You can see what it used to look like in the third century, in a relief on the façade of the adjacent church of San Michele. A Roman milestone states the distance from the capital as 195.4 Roman miles. There are few other relics of Roman Fano, although the fifteenth century fountain in the main square is dedicated to Fortune. Overlooking the fountain are the reconstructed thirteenth century Palazzo Delle Ragione and its fifteenth century Corte Malastestiana. So for a week we wiled away the time playing ping pong, visiting the nearby towns, and in general just relaxing. We could not do a lot more because we were flat broke. In spite of having signed the payroll three times in one month I still had not received any pay.
June 8, 1945 Fano, Italy. We were called to a meeting at the mess hall and the squadron commander told us that the group’s plans had been changed. We were going home all right, and after spending 90 days in the States we would be going to the Pacific!
We all said 'That’s all right, as long as we go home first'. The next week was spent just relaxing; except for one memorable day several of us spent visiting a nearby town by the name of Senigallia. We rented a sailboat and stocked it with a third of a ham, 3 bottles of wine and 4 loaves of Italian bread, and off we went. It was really exciting to make sail, and tack the boat in order to be able to change directions. For some of us that were landlubbers it was a new experience, and given the beautiful day to spend we really
made the most of it Several times we took in the sail and dropped anchor in order to go swimming in the warm Adriatic sea.
June 17,19455 Fano, Italy We were called to the mess hall again for a meeting, and the squadron commander told us that their plans were once again changed. The 310 Bomb Group was to be dissolved and the new group would go directly to the Pacific!
We asked to see the inspecting general and were told when and where to meet with him.
When the inspecting general from Florence heard my story he told me not to worry, and that he would have me transferred immediately to another outfit that was scheduled to go home shortly. Several days later I found myself in a DC-3 transport en route to Florence.
When we arrived at our new camp we found it to be located on the side of a mountain overlooking Florence. We were billeted in a large villa which had formerly been used by the American Red Cross, and the view is magnificent!
Looking down we can see the Arno River winding its way at the start of Florence and the statuesque Ponte Vecchio (Bridge) crossing it. We were now in the 12th Photo reconnaissance squadron of the 3rd Recon Group, whose planes are P-38s powered with 2 Allison Engines.
We were called to the mess hall, where the squadron commander told us that we were scheduled to go home by October or November. He said that we would have no duties and that we should just relax and have a good time visiting Florence and the surrounding countryside. He said we were required to attend the Lightning University however and take whatever courses we wanted. I am taking classes in Psychology, advanced Italian and French. This is in addition working on my course with the Army Correspondence School. I thought to myself that if this keeps up I might become an intelligent fellow!

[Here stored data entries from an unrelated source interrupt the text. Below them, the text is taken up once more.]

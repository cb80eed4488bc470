//! # Example: ping_pong
//!
//! Two participants playing ping-pong over the event bus.
//!
//! Shows how to:
//! - Implement the [`Participant`] trait with both hooks.
//! - Subscribe and enable scheduling from `init()`.
//! - Drain the mailbox inside `schedule()` and answer with
//!   [`Event::response_to`].
//! - Converge on the shutdown broadcast and `wait_empty`.
//!
//! ## Flow
//! ```text
//! Pinger.schedule() ── emit(PING) ──► dispatch ──► Ponger mailbox
//! Ponger.schedule() ── emit(PONG response) ──► dispatch ──► Pinger mailbox
//! main ──────────────── emit(shutdown) ──► both detach ──► wait_empty
//! ```
//!
//! ## Run
//! ```bash
//! cargo run --example ping_pong
//! ```

use std::sync::atomic::{AtomicU32, Ordering};
use std::sync::Arc;
use std::time::Duration;

use async_trait::async_trait;
use eventvisor::{
    Endpoint, Event, EventType, Manager, Participant, ParticipantError, EVENT_TYPE_SHUTDOWN,
};

const EVENT_TYPE_PING: EventType = 1;
const EVENT_TYPE_PONG: EventType = 2;

/// Serves one PING per tick, up to a fixed rally length, and listens for
/// PONG responses.
struct Pinger {
    endpoint: Endpoint,
    rallies: AtomicU32,
}

#[async_trait]
impl Participant for Pinger {
    fn endpoint(&self) -> &Endpoint {
        &self.endpoint
    }

    async fn init(&self) -> Result<(), ParticipantError> {
        self.endpoint.subscribe(EVENT_TYPE_PONG)?;
        self.endpoint.enable_scheduling()?;
        Ok(())
    }

    async fn schedule(&self) -> Result<(), ParticipantError> {
        loop {
            let event = {
                let mut queue = self.endpoint.lock_queue();
                queue.fetch()
            };
            let Some(event) = event else { break };

            match event.event_type() {
                EVENT_TYPE_SHUTDOWN => {
                    self.endpoint.unsubscribe_all()?;
                    self.endpoint.disable_scheduling()?;
                    return Ok(());
                }
                EVENT_TYPE_PONG => {
                    println!("[pinger] pong (response to {})", event.response_id().unwrap_or(0));
                }
                _ => {}
            }
        }

        if self.rallies.fetch_add(1, Ordering::Relaxed) < 3 {
            let ping = Event::new(EVENT_TYPE_PING);
            println!("[pinger] ping {}", ping.id());
            self.endpoint.emit(ping)?;
        }
        Ok(())
    }
}

/// Answers every PING with a PONG response event.
struct Ponger {
    endpoint: Endpoint,
}

#[async_trait]
impl Participant for Ponger {
    fn endpoint(&self) -> &Endpoint {
        &self.endpoint
    }

    async fn init(&self) -> Result<(), ParticipantError> {
        self.endpoint.subscribe(EVENT_TYPE_PING)?;
        self.endpoint.enable_scheduling()?;
        Ok(())
    }

    async fn schedule(&self) -> Result<(), ParticipantError> {
        loop {
            let event = {
                let mut queue = self.endpoint.lock_queue();
                queue.fetch()
            };
            let Some(event) = event else { break };

            match event.event_type() {
                EVENT_TYPE_SHUTDOWN => {
                    self.endpoint.unsubscribe_all()?;
                    self.endpoint.disable_scheduling()?;
                    return Ok(());
                }
                EVENT_TYPE_PING => {
                    println!("[ponger] answering ping {}", event.id());
                    self.endpoint.emit(Event::response_to(EVENT_TYPE_PONG, &event))?;
                }
                _ => {}
            }
        }
        Ok(())
    }
}

#[tokio::main(flavor = "current_thread")]
async fn main() -> Result<(), Box<dyn std::error::Error>> {
    let manager = Manager::new();

    let pinger = Arc::new(Pinger {
        endpoint: Endpoint::new(),
        rallies: AtomicU32::new(0),
    });
    let ponger = Arc::new(Ponger {
        endpoint: Endpoint::new(),
    });

    manager.connect(pinger.clone());
    manager.connect(ponger.clone());
    manager.start().await?;

    tokio::time::sleep(Duration::from_millis(800)).await;

    manager.emit(Event::new(EVENT_TYPE_SHUTDOWN));
    if manager.wait_empty(Duration::from_secs(3)).await {
        println!("rally over, everyone detached");
    }

    manager.stop().await?;
    Ok(())
}
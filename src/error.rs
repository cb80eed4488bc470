//! Error types used by the eventvisor runtime and participants.
//!
//! This module defines three error enums:
//!
//! - [`RuntimeError`]: errors raised by the manager's loop lifecycle (start/stop).
//! - [`ParticipantError`]: errors raised by participant-side operations.
//! - [`EventError`]: errors raised by event accessors.
//!
//! All types provide an `as_label` helper returning a short stable string for
//! logging/metrics.

use std::fmt;
use std::time::Duration;

use thiserror::Error;

/// Identifies one of the manager's two processing loops.
#[derive(Debug, Clone, Copy, PartialEq, Eq)]
pub enum LoopSide {
    /// The event dispatch loop (drains the event queue, fans out to subscribers).
    Dispatch,
    /// The scheduling loop (periodic ticks plus command processing).
    Scheduling,
}

impl fmt::Display for LoopSide {
    fn fmt(&self, f: &mut fmt::Formatter<'_>) -> fmt::Result {
        match self {
            LoopSide::Dispatch => write!(f, "dispatch"),
            LoopSide::Scheduling => write!(f, "scheduling"),
        }
    }
}

/// # Errors produced by the manager's loop lifecycle.
///
/// These represent failures of the start/stop handshake protocol. They are
/// fatal configuration errors, not retryable conditions: the manager performs
/// no implicit retry beyond the self-rollback in
/// [`Manager::start`](crate::Manager::start).
#[non_exhaustive]
#[derive(Error, Debug)]
pub enum RuntimeError {
    /// A loop was asked to start while already running.
    #[error("{side} loop is already running")]
    AlreadyRunning {
        /// Which loop was already running.
        side: LoopSide,
    },

    /// A loop did not report running within the handshake ceiling.
    #[error("{side} loop did not report running within {ceiling:?}")]
    StartTimeout {
        /// Which loop failed to come up.
        side: LoopSide,
        /// The configured handshake ceiling.
        ceiling: Duration,
    },

    /// A loop did not stop within the handshake ceiling.
    #[error("{side} loop did not stop within {ceiling:?}")]
    StopTimeout {
        /// Which loop failed to wind down.
        side: LoopSide,
        /// The configured handshake ceiling.
        ceiling: Duration,
    },
}

impl RuntimeError {
    /// Returns a short stable label (snake_case) for use in logs/metrics.
    ///
    /// # Example
    /// ```
    /// use eventvisor::{LoopSide, RuntimeError};
    ///
    /// let err = RuntimeError::AlreadyRunning { side: LoopSide::Dispatch };
    /// assert_eq!(err.as_label(), "loop_already_running");
    /// ```
    pub fn as_label(&self) -> &'static str {
        match self {
            RuntimeError::AlreadyRunning { .. } => "loop_already_running",
            RuntimeError::StartTimeout { .. } => "loop_start_timeout",
            RuntimeError::StopTimeout { .. } => "loop_stop_timeout",
        }
    }
}

/// # Errors produced by participant-side operations.
///
/// Every outward call on an [`Endpoint`](crate::Endpoint), from subscribing
/// and emitting to connecting other participants, requires an attached
/// manager. Calls on a detached endpoint fail with
/// [`ParticipantError::Detached`].
#[non_exhaustive]
#[derive(Error, Debug)]
pub enum ParticipantError {
    /// The participant is not connected to a manager.
    #[error("participant is not connected to a manager")]
    Detached,
}

impl ParticipantError {
    /// Returns a short stable label (snake_case) for use in logs/metrics.
    pub fn as_label(&self) -> &'static str {
        match self {
            ParticipantError::Detached => "participant_detached",
        }
    }
}

/// # Errors produced by event accessors.
#[non_exhaustive]
#[derive(Error, Debug)]
pub enum EventError {
    /// `response_id` was read on an event that is not a response.
    #[error("event is not a response")]
    NotAResponse,
}

impl EventError {
    /// Returns a short stable label (snake_case) for use in logs/metrics.
    pub fn as_label(&self) -> &'static str {
        match self {
            EventError::NotAResponse => "event_not_a_response",
        }
    }
}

This new outfit seems rather nice, the men are friendly, and there are recreational facilities such as ping pong, and the living quarters are good. The women we have seen so far are nice looking, many of them blonde with fair complexions. This is quite a change from the ladies we have met in Sicily and southern Italy. They were for the most part brunettes, with the darker Mediterranean complexion (or the carne morena as the Spaniards call it). I have nothing but praise for the ladies of Italy , who for the most part were quite willing to make my sojourn in their land a memorable one ! While I must admit that I am a rather handsome fellow and might have enjoyed such success anyway, I feel sure that being able to court them in fluent Italian made a lot of difference!